## Given information

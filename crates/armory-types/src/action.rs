//! Actions and ownership scopes.

use serde::{Deserialize, Serialize};
use std::fmt;

/// An operation requested on a catalog entity.
///
/// [`Manage`](Self::Manage) is an alias for the four concrete actions.
/// Policy tables expand it when they are built, and a `Manage` request is
/// granted exactly when every concrete action is granted.
///
/// # Example
///
/// ```
/// use armory_types::Action;
///
/// assert_eq!(Action::Update.expand(), &[Action::Update]);
/// assert_eq!(Action::Manage.expand(), &Action::CONCRETE);
/// assert!(!Action::Manage.is_concrete());
/// ```
#[derive(Debug, Clone, Copy, PartialEq, Eq, Hash, PartialOrd, Ord, Serialize, Deserialize)]
#[serde(rename_all = "snake_case")]
pub enum Action {
    /// View an entity.
    Read,
    /// Create a new entity.
    Create,
    /// Modify an existing entity.
    Update,
    /// Remove an entity.
    Delete,
    /// Shorthand for read + create + update + delete.
    Manage,
}

impl Action {
    /// Every action, including the `Manage` alias.
    pub const ALL: [Self; 5] = [
        Self::Read,
        Self::Create,
        Self::Update,
        Self::Delete,
        Self::Manage,
    ];

    /// The four concrete actions, in matrix column order.
    pub const CONCRETE: [Self; 4] = [Self::Read, Self::Create, Self::Update, Self::Delete];

    /// Returns `true` for every action except `Manage`.
    #[must_use]
    pub const fn is_concrete(self) -> bool {
        !matches!(self, Self::Manage)
    }

    /// The concrete actions this action stands for.
    #[must_use]
    pub fn expand(self) -> &'static [Self] {
        match self {
            Self::Read => &[Self::Read],
            Self::Create => &[Self::Create],
            Self::Update => &[Self::Update],
            Self::Delete => &[Self::Delete],
            Self::Manage => &Self::CONCRETE,
        }
    }

    /// Column index in a capability matrix, `None` for `Manage`.
    #[must_use]
    pub const fn column(self) -> Option<usize> {
        match self {
            Self::Read => Some(0),
            Self::Create => Some(1),
            Self::Update => Some(2),
            Self::Delete => Some(3),
            Self::Manage => None,
        }
    }

    /// Snake-case name.
    #[must_use]
    pub const fn as_str(self) -> &'static str {
        match self {
            Self::Read => "read",
            Self::Create => "create",
            Self::Update => "update",
            Self::Delete => "delete",
            Self::Manage => "manage",
        }
    }

    /// Parses an action name (case-insensitive).
    #[must_use]
    pub fn parse(name: &str) -> Option<Self> {
        match name.trim().to_ascii_lowercase().as_str() {
            "read" => Some(Self::Read),
            "create" => Some(Self::Create),
            "update" => Some(Self::Update),
            "delete" => Some(Self::Delete),
            "manage" => Some(Self::Manage),
            _ => None,
        }
    }
}

impl fmt::Display for Action {
    fn fmt(&self, f: &mut fmt::Formatter<'_>) -> fmt::Result {
        f.write_str(self.as_str())
    }
}

/// Which entities a grant covers.
///
/// | Scope | Covers |
/// |-------|--------|
/// | `Own` | Entities whose owner is the acting identity (never global content) |
/// | `Any` | Every entity of the type, regardless of owner |
#[derive(Debug, Clone, Copy, PartialEq, Eq, Hash, PartialOrd, Ord, Serialize, Deserialize)]
#[serde(rename_all = "snake_case")]
pub enum Scope {
    /// Only entities owned by the actor.
    Own,
    /// Any entity of the type.
    Any,
}

impl Scope {
    /// Both scopes.
    pub const ALL: [Self; 2] = [Self::Own, Self::Any];

    /// Snake-case name.
    #[must_use]
    pub const fn as_str(self) -> &'static str {
        match self {
            Self::Own => "own",
            Self::Any => "any",
        }
    }

    /// Parses a scope name (case-insensitive). `all` is accepted for `Any`.
    ///
    /// ```
    /// use armory_types::Scope;
    ///
    /// assert_eq!(Scope::parse("own"), Some(Scope::Own));
    /// assert_eq!(Scope::parse("ALL"), Some(Scope::Any));
    /// assert_eq!(Scope::parse("team"), None);
    /// ```
    #[must_use]
    pub fn parse(name: &str) -> Option<Self> {
        match name.trim().to_ascii_lowercase().as_str() {
            "own" => Some(Self::Own),
            "any" | "all" => Some(Self::Any),
            _ => None,
        }
    }
}

impl fmt::Display for Scope {
    fn fmt(&self, f: &mut fmt::Formatter<'_>) -> fmt::Result {
        f.write_str(self.as_str())
    }
}

#[cfg(test)]
mod tests {
    use super::*;

    #[test]
    fn concrete_columns_are_dense() {
        for (i, action) in Action::CONCRETE.iter().enumerate() {
            assert_eq!(action.column(), Some(i));
            assert!(action.is_concrete());
        }
        assert_eq!(Action::Manage.column(), None);
    }

    #[test]
    fn concrete_actions_expand_to_themselves() {
        for action in Action::CONCRETE {
            assert_eq!(action.expand(), &[action]);
        }
    }

    #[test]
    fn parse_accepts_every_name() {
        for action in Action::ALL {
            assert_eq!(Action::parse(action.as_str()), Some(action));
        }
        assert_eq!(Action::parse("Delete"), Some(Action::Delete));
        assert_eq!(Action::parse("publish"), None);
    }

    #[test]
    fn scope_parse_and_display() {
        for scope in Scope::ALL {
            assert_eq!(Scope::parse(scope.as_str()), Some(scope));
        }
        assert_eq!(Scope::Any.to_string(), "any");
    }

    #[test]
    fn serde_uses_snake_case() {
        let json = serde_json::to_string(&Action::Manage).expect("serialize");
        assert_eq!(json, "\"manage\"");
        let scope: Scope = serde_json::from_str("\"own\"").expect("deserialize");
        assert_eq!(scope, Scope::Own);
    }
}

## What to produce
Word for word, repeat the data from its first line through the line with "matrix column order.", including both of those lines and no others.

## Task result
filename crates/armory-types/src/action.rs
//! Actions and ownership scopes.

use serde::{Deserialize, Serialize};
use std::fmt;

/// An operation requested on a catalog entity.
///
/// [`Manage`](Self::Manage) is an alias for the four concrete actions.
/// Policy tables expand it when they are built, and a `Manage` request is
/// granted exactly when every concrete action is granted.
///
/// # Example
///
/// ```
/// use armory_types::Action;
///
/// assert_eq!(Action::Update.expand(), &[Action::Update]);
/// assert_eq!(Action::Manage.expand(), &Action::CONCRETE);
/// assert!(!Action::Manage.is_concrete());
/// ```
#[derive(Debug, Clone, Copy, PartialEq, Eq, Hash, PartialOrd, Ord, Serialize, Deserialize)]
#[serde(rename_all = "snake_case")]
pub enum Action {
    /// View an entity.
    Read,
    /// Create a new entity.
    Create,
    /// Modify an existing entity.
    Update,
    /// Remove an entity.
    Delete,
    /// Shorthand for read + create + update + delete.
    Manage,
}

impl Action {
    /// Every action, including the `Manage` alias.
    pub const ALL: [Self; 5] = [
        Self::Read,
        Self::Create,
        Self::Update,
        Self::Delete,
        Self::Manage,
    ];

    /// The four concrete actions, in matrix column order.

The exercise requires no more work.